TASK: Copy each line of the data beneath in which the word "tags" appears.

(Dataset entries)

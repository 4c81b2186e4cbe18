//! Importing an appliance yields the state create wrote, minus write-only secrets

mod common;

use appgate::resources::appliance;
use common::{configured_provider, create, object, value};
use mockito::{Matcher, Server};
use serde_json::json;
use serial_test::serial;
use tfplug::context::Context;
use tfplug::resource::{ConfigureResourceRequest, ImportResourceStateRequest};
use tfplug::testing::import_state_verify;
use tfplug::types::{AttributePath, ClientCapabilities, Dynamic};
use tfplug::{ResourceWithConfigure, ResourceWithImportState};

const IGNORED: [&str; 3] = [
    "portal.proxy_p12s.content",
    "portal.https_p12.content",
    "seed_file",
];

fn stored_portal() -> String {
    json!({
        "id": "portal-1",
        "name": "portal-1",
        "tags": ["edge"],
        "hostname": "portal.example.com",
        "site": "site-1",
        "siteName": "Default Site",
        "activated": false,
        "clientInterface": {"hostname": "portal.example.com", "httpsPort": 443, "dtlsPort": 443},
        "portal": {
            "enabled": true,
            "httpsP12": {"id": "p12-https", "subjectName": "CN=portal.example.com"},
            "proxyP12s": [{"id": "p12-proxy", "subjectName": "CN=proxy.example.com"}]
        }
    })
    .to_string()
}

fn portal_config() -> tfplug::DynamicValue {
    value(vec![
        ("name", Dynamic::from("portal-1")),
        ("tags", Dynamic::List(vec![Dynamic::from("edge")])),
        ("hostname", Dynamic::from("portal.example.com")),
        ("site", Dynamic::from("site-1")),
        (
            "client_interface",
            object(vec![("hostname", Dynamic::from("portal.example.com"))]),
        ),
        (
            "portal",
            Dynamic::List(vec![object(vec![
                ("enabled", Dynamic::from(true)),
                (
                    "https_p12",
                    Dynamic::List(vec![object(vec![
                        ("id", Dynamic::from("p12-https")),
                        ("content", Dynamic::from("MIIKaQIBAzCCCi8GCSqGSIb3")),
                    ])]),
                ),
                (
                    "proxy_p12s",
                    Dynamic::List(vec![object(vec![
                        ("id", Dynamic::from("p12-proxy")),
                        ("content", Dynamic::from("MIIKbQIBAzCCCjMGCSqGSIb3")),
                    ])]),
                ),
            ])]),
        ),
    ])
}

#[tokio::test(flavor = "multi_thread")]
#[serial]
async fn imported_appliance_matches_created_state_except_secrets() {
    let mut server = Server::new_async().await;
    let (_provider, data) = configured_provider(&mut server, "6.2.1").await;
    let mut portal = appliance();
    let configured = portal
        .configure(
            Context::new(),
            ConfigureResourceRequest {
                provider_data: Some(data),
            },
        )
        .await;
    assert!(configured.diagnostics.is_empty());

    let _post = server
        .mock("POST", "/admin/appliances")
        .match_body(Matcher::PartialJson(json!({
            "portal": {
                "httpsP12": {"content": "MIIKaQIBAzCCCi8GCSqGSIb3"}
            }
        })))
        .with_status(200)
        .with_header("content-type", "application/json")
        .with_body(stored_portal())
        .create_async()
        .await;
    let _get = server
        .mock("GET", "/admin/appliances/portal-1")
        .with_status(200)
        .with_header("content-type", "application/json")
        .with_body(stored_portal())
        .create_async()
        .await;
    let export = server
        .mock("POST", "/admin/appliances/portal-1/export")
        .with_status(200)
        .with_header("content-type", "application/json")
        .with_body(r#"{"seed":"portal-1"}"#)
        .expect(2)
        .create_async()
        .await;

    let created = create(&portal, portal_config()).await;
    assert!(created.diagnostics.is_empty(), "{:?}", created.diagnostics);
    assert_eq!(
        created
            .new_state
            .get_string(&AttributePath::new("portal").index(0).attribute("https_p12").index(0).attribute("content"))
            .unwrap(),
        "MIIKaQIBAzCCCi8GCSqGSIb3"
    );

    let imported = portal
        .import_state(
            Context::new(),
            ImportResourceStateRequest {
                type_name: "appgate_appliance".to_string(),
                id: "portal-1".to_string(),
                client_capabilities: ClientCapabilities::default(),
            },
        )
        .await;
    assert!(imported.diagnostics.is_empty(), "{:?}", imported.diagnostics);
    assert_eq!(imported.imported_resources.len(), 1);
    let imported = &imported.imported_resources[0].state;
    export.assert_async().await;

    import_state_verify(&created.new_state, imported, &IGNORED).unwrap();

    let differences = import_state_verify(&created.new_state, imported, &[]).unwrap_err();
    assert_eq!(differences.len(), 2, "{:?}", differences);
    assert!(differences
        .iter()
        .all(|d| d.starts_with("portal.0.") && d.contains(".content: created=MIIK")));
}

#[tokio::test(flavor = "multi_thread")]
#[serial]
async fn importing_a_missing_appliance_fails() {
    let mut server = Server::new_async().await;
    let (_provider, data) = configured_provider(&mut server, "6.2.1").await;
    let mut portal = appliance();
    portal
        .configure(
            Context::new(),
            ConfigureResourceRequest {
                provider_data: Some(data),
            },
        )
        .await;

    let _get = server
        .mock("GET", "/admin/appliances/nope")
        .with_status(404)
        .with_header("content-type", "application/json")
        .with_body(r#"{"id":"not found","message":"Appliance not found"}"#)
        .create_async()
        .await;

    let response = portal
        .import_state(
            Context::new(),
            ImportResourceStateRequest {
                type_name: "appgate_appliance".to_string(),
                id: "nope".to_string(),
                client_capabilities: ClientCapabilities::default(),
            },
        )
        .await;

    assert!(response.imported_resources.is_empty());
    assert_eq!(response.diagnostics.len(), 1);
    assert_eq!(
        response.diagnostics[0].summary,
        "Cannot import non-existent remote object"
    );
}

RESULT OF THIS EXERCISE:
        "tags": ["edge"],
        ("tags", Dynamic::List(vec![Dynamic::from("edge")])),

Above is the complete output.